**INSTRUCTIONS FOR THE TASK**:
Output every line below without omitting or altering anything.
BEGIN AVAILABLE DATA
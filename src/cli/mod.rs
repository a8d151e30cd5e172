//! Command line interface for quickdeploy
//!
//! - `run` (default): execute the configured deploy plans
//! - `check`: validate the configuration and list the plans
//! - `completions`: generate shell completions

pub mod check;
pub mod completions;
pub mod run;

use anyhow::{Context, Result};
use clap::{Parser, Subcommand, ValueEnum};
use quickdeploy::config::{DEFAULT_CONFIG_FILE, DeployConfig};
use quickdeploy::infrastructure::init_logging;
use std::io;
use std::path::{Path, PathBuf};
use std::process::ExitCode;

/// CLI arguments for quickdeploy
#[derive(Parser, Debug)]
#[command(name = "quickdeploy")]
#[command(author, version, about, long_about = None)]
pub(crate) struct Args {
    /// Path to deployment configuration file
    #[arg(short, long, global = true, default_value = DEFAULT_CONFIG_FILE)]
    config: PathBuf,

    /// Log level, unless RUST_LOG is set (defaults to the configured level)
    #[arg(long, global = true)]
    log_level: Option<String>,

    #[command(subcommand)]
    command: Option<Command>,
}

#[derive(Subcommand, Debug)]
enum Command {
    /// Execute deploy plans
    Run(run::RunArgs),

    /// Validate the configuration and list deploy plans
    Check,

    /// Generate shell completions
    Completions {
        /// Shell type
        #[arg(value_enum)]
        shell: ShellArg,
        /// Output file (stdout if not specified)
        #[arg(short, long)]
        output: Option<PathBuf>,
    },
}

#[derive(Copy, Clone, Debug, PartialEq, Eq, ValueEnum)]
enum ShellArg {
    Bash,
    Zsh,
    Fish,
    PowerShell,
    Elvish,
}

impl From<ShellArg> for clap_complete::Shell {
    fn from(shell: ShellArg) -> Self {
        match shell {
            ShellArg::Bash => Self::Bash,
            ShellArg::Zsh => Self::Zsh,
            ShellArg::Fish => Self::Fish,
            ShellArg::PowerShell => Self::PowerShell,
            ShellArg::Elvish => Self::Elvish,
        }
    }
}

/// Parse and execute CLI arguments
pub fn run() -> Result<ExitCode> {
    let args = Args::parse();

    let command = match args.command {
        Some(Command::Completions { shell, output }) => {
            let completions = completions::generate_completions(shell.into())?;
            match output {
                Some(path) => completions::save_completions(&completions, &path)?,
                None => print!("{completions}"),
            }
            return Ok(ExitCode::SUCCESS);
        }
        Some(command) => command,
        None => Command::Run(run::RunArgs::default()),
    };

    let config = load_config(&args.config)?;
    init_logging(
        args.log_level
            .as_deref()
            .unwrap_or(&config.settings.log_level),
    );

    match command {
        Command::Run(run_args) => run::run_plans(&config, &run_args),
        Command::Check => {
            check::check_config(&config, &mut io::stdout().lock())?;
            Ok(ExitCode::SUCCESS)
        }
        Command::Completions { .. } => Ok(ExitCode::SUCCESS),
    }
}

fn load_config(path: &Path) -> Result<DeployConfig> {
    DeployConfig::load(path)
        .with_context(|| format!("Error loading configuration from {}", path.display()))
}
END AVAILABLE DATA
**WRITTEN SOLUTION**:
filename src/cli/mod.rs
repository a8d151e30cd5e172
//! Command line interface for quickdeploy
//!
//! - `run` (default): execute the configured deploy plans
//! - `check`: validate the configuration and list the plans
//! - `completions`: generate shell completions

pub mod check;
pub mod completions;
pub mod run;

use anyhow::{Context, Result};
use clap::{Parser, Subcommand, ValueEnum};
use quickdeploy::config::{DEFAULT_CONFIG_FILE, DeployConfig};
use quickdeploy::infrastructure::init_logging;
use std::io;
use std::path::{Path, PathBuf};
use std::process::ExitCode;

/// CLI arguments for quickdeploy
#[derive(Parser, Debug)]
#[command(name = "quickdeploy")]
#[command(author, version, about, long_about = None)]
pub(crate) struct Args {
    /// Path to deployment configuration file
    #[arg(short, long, global = true, default_value = DEFAULT_CONFIG_FILE)]
    config: PathBuf,

    /// Log level, unless RUST_LOG is set (defaults to the configured level)
    #[arg(long, global = true)]
    log_level: Option<String>,

    #[command(subcommand)]
    command: Option<Command>,
}

#[derive(Subcommand, Debug)]
enum Command {
    /// Execute deploy plans
    Run(run::RunArgs),

    /// Validate the configuration and list deploy plans
    Check,

    /// Generate shell completions
    Completions {
        /// Shell type
        #[arg(value_enum)]
        shell: ShellArg,
        /// Output file (stdout if not specified)
        #[arg(short, long)]
        output: Option<PathBuf>,
    },
}

#[derive(Copy, Clone, Debug, PartialEq, Eq, ValueEnum)]
enum ShellArg {
    Bash,
    Zsh,
    Fish,
    PowerShell,
    Elvish,
}

impl From<ShellArg> for clap_complete::Shell {
    fn from(shell: ShellArg) -> Self {
        match shell {
            ShellArg::Bash => Self::Bash,
            ShellArg::Zsh => Self::Zsh,
            ShellArg::Fish => Self::Fish,
            ShellArg::PowerShell => Self::PowerShell,
            ShellArg::Elvish => Self::Elvish,
        }
    }
}

/// Parse and execute CLI arguments
pub fn run() -> Result<ExitCode> {
    let args = Args::parse();

    let command = match args.command {
        Some(Command::Completions { shell, output }) => {
            let completions = completions::generate_completions(shell.into())?;
            match output {
                Some(path) => completions::save_completions(&completions, &path)?,
                None => print!("{completions}"),
            }
            return Ok(ExitCode::SUCCESS);
        }
        Some(command) => command,
        None => Command::Run(run::RunArgs::default()),
    };

    let config = load_config(&args.config)?;
    init_logging(
        args.log_level
            .as_deref()
            .unwrap_or(&config.settings.log_level),
    );

    match command {
        Command::Run(run_args) => run::run_plans(&config, &run_args),
        Command::Check => {
            check::check_config(&config, &mut io::stdout().lock())?;
            Ok(ExitCode::SUCCESS)
        }
        Command::Completions { .. } => Ok(ExitCode::SUCCESS),
    }
}

fn load_config(path: &Path) -> Result<DeployConfig> {
    DeployConfig::load(path)
        .with_context(|| format!("Error loading configuration from {}", path.display()))
}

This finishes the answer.